5 IT Operations Lessons Learned from Jurassic Park
It seems that system outages are inevitable when working in IT. Just about every IT professional has been through an IT failure. Where you realize something your company relies on -- which you support -- is now down, out, or dead. Whether it's email, Internet access, a server, or a storage platform your organization depends on, a vital link is severed when systems go down.
A prime example of system failure for exploring is what went down at Jurassic Park.
Yes, Jurassic Park, Spielberg's classic movie about a wildlife preserve full of cloned dinosaurs where the park's risk management fell flat. At the center of the movie, complexity is one of the main sources of risk. In this post I examine the change and incident management blunders that contributed to the park's failures, and how this applies to IT Operations.

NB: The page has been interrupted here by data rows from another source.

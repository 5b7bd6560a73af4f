//! User interaction the core needs mid-operation.
//!
//! The core never talks to a UI toolkit directly. Choosing an app for Documents mode and
//! confirming escalations go through this trait, implemented by the front-end.

use crate::device::AppEntry;

/// Synchronous prompts issued by lifecycle operations.
pub trait Prompter {
    /// Asks the user to pick one app. Returns its app id, or `None` if cancelled.
    fn select_app(&self, apps: &[AppEntry]) -> Option<String>;

    /// Asks a yes/no question.
    fn confirm(&self, question: &str) -> bool;
}
//! Single-instance guard.
//!
//! Two instances driving the same mount point would fight over it, so the binary takes this
//! guard before any lifecycle command runs. On Linux the guard is a datagram socket bound to
//! an abstract address, which the kernel frees when the process dies. Elsewhere (or when the
//! socket can't be bound) it's an exclusive `flock` on a lock file.

use log::debug;
use std::fs::File;
use std::io;
use std::path::Path;

#[derive(Debug)]
pub enum InstanceError {
    AlreadyRunning,
    Io { message: String },
}

impl InstanceError {
    pub fn user_message(&self) -> String {
        match self {
            Self::AlreadyRunning => "Another instance is already running.".to_string(),
            Self::Io { message } => format!("Couldn't check for another running instance: {}", message),
        }
    }
}

impl std::fmt::Display for InstanceError {
    fn fmt(&self, f: &mut std::fmt::Formatter<'_>) -> std::fmt::Result {
        match self {
            Self::AlreadyRunning => write!(f, "Already running"),
            Self::Io { message } => write!(f, "Instance lock error: {message}"),
        }
    }
}

impl std::error::Error for InstanceError {}

/// Held for as long as this process is the only instance. Released on drop.
#[derive(Debug)]
pub enum InstanceGuard {
    #[cfg(target_os = "linux")]
    Socket { _socket: std::os::unix::net::UnixDatagram },
    LockFile { _file: File },
    /// No locking is available on this platform.
    #[cfg(not(unix))]
    Unguarded,
}

impl InstanceGuard {
    /// Claims the instance `name`. `lock_dir` holds the lock file when one is needed.
    pub fn acquire(name: &str, lock_dir: &Path) -> Result<Self, InstanceError> {
        #[cfg(target_os = "linux")]
        match bind_abstract(name) {
            Ok(socket) => {
                debug!("Holding instance socket @{}", name);
                return Ok(Self::Socket { _socket: socket });
            }
            Err(e) if e.kind() == io::ErrorKind::AddrInUse => return Err(InstanceError::AlreadyRunning),
            Err(e) => log::warn!("Couldn't bind instance socket ({}), using a lock file", e),
        }

        lock_file(&lock_dir.join(format!("{name}.lock")))
    }
}

#[cfg(target_os = "linux")]
fn bind_abstract(name: &str) -> io::Result<std::os::unix::net::UnixDatagram> {
    use std::os::linux::net::SocketAddrExt;
    use std::os::unix::net::{SocketAddr, UnixDatagram};

    let addr = SocketAddr::from_abstract_name(name.as_bytes())?;
    UnixDatagram::bind_addr(&addr)
}

#[cfg(unix)]
fn lock_file(path: &Path) -> Result<InstanceGuard, InstanceError> {
    use std::fs::{self, OpenOptions};
    use std::os::unix::io::AsRawFd;

    let io_error = |e: io::Error| InstanceError::Io {
        message: format!("{}: {}", path.display(), e),
    };
    if let Some(parent) = path.parent() {
        fs::create_dir_all(parent).map_err(io_error)?;
    }
    let file = OpenOptions::new()
        .read(true)
        .write(true)
        .create(true)
        .truncate(false)
        .open(path)
        .map_err(io_error)?;

    // SAFETY: the fd is valid for the lifetime of `file`
    let rc = unsafe { libc::flock(file.as_raw_fd(), libc::LOCK_EX | libc::LOCK_NB) };
    if rc == 0 {
        debug!("Holding instance lock {}", path.display());
        return Ok(InstanceGuard::LockFile { _file: file });
    }
    let err = io::Error::last_os_error();
    if err.raw_os_error() == Some(libc::EWOULDBLOCK) {
        Err(InstanceError::AlreadyRunning)
    } else {
        Err(io_error(err))
    }
}

#[cfg(not(unix))]
fn lock_file(path: &Path) -> Result<InstanceGuard, InstanceError> {
    log::warn!("No instance locking on this platform, not locking {}", path.display());
    Ok(InstanceGuard::Unguarded)
}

What Happened at Jurassic Park?
So just as a quick refresher, the founder and CEO of bioengineering company InGen, John Hammond, created the dinosaur theme park called Jurassic Park on Isla Nublar, a tropical island in an isolated Central American bay. During a tropical storm, Jurassic Park's computer programmer, Dennis Nedry, who was bribed by a corporate rival to steal dinosaur embryos, carried out an unauthorized change by deactivating the park's security system. Jurassic Park represented some great and amazing application of modern technologies, but ultimately some pretty serious failures.
Change Management Lessons at Jurassic Park
It was really a series of change management issues that happened there:
Item one fifty-one on today's glitch list. We've got all the problems of a major theme park and a major zoo, and the computer's not even on its feet yet.
Even after 'the incident' at the beginning of the movie, ramping up proper responses to handling glitches and issues were delayed because of all the complexity in operating Jurassic Park. As the character Ian Malcolm (an outside expert brought in to assess Jurassic Park's vulnerabilities) noted, complexity is the source of the risks at the center of Jurassic Park. People had limited visibility into what was happening at all levels. Some of the indicators were wrong, limiting durability to really understand what was going on.
Sounds familiar for the IT world? The world around IT today is rich in complexity, which was relatively scarce in decades past. Applications and architectures designed for a poorly connected world are ill equipped to deal with today's and tomorrow's abundance of data and rising demands for changes and updates.
There is so much complexity in IT environments that IT operations don't have the necessary visibility anymore. They aren't going to get that visibility by continuing to use the same old tools and practices of manual discovery as well as relying on tribal knowledge. Just as Donald Rumsfeld (then US Secretary of Defense) described having 'unknown unknowns' what we don't know that we don't know are the things that can undermine and surprise IT operations.
In response, IT operations has built defenses against these 'unknown unknowns.' Yet how do you defend yourself against something that you don't know? This is really hard to do, and puts into place a culture of fear leading to overreaction. (The Real Problem is Visibility)
The system's compiling for eighteen minutes, or twenty. So, some minor systems may go on and off for a while. There's nothing to worry about.
With considerable dependence on automated information systems, which removes a human's judgment and ability to intervene, put too much trust in the "elegance of design." For example, the driverless cars were cutting edge, however, they were totally dependent on having ALL systems working. Once power was brought back up, it was on backup generators. The main power was supposed to come back on, but the system never did that, bringing on yet another failure.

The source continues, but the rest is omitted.